AB: Les cycles d’innovation sont toujours plus courts, les choses vont vite. Ce qu’on remarque c’est que, quand une tendance naît, son opposé naît aussitôt ! Par exemple, l’ultra connexion naît avec la déconnexion, et elles fonctionnent ensemble. Un opérateur de téléphonie mobile a développé une application pour se déconnecter ! C’est exactement le même principe pour la lenteur. Le slow vient contrecarrer la tendance du toujours plus vite, toujours plus rapide. Des tendances soeurs naissent et évoluent en parallèle.
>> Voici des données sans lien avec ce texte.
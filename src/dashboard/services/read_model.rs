//! Loads boards, users and tasks for rendering.

use crate::board::domain::{Board, BoardId};
use crate::dashboard::ports::{GatewayResult, KanbanGateway};
use crate::task::domain::Task;
use crate::user::domain::User;
use futures_util::future::try_join;
use std::sync::Arc;

/// Read side of the dashboard.
pub struct BoardReadModel<G: KanbanGateway> {
    gateway: Arc<G>,
}

impl<G: KanbanGateway> BoardReadModel<G> {
    /// Creates a read model over the gateway.
    #[must_use]
    pub const fn new(gateway: Arc<G>) -> Self {
        Self { gateway }
    }

    /// Fetches visible boards and the user directory together.
    ///
    /// # Errors
    ///
    /// Returns the first [`crate::dashboard::ports::GatewayError`] raised.
    pub async fn directory(&self) -> GatewayResult<(Vec<Board>, Vec<User>)> {
        try_join(self.gateway.list_boards(), self.gateway.list_users()).await
    }

    /// Fetches a board's tasks in board order.
    ///
    /// # Errors
    ///
    /// Returns the gateway error when the board cannot be read.
    pub async fn tasks(&self, board: BoardId) -> GatewayResult<Vec<Task>> {
        self.gateway.list_tasks(board).await
    }
}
Ainsi, la consommation collaborative ne va jamais remplacer la consommation individuelle.

FM: Quelles sont les principales innovations en matière de mode?

AB: Deux tendances fortes, et sinon déjà là, vont débarquer : le Wearable Tech, les technologies embarquées dans les vêtements, et les vêtements communicants. Beaucoup de vêtements servent de capteur : capteur de pollution ou capteur d’effort, ce qu’on appelle le Quantified Self, mesurer les paramètres vitaux de l’individu et de son environnement pour lui permettre d’optimiser au mieux son mode de vie. Cela, les vêtements le permettent facilement.

FM : Quels sont maintenant vos objectifs de développement ?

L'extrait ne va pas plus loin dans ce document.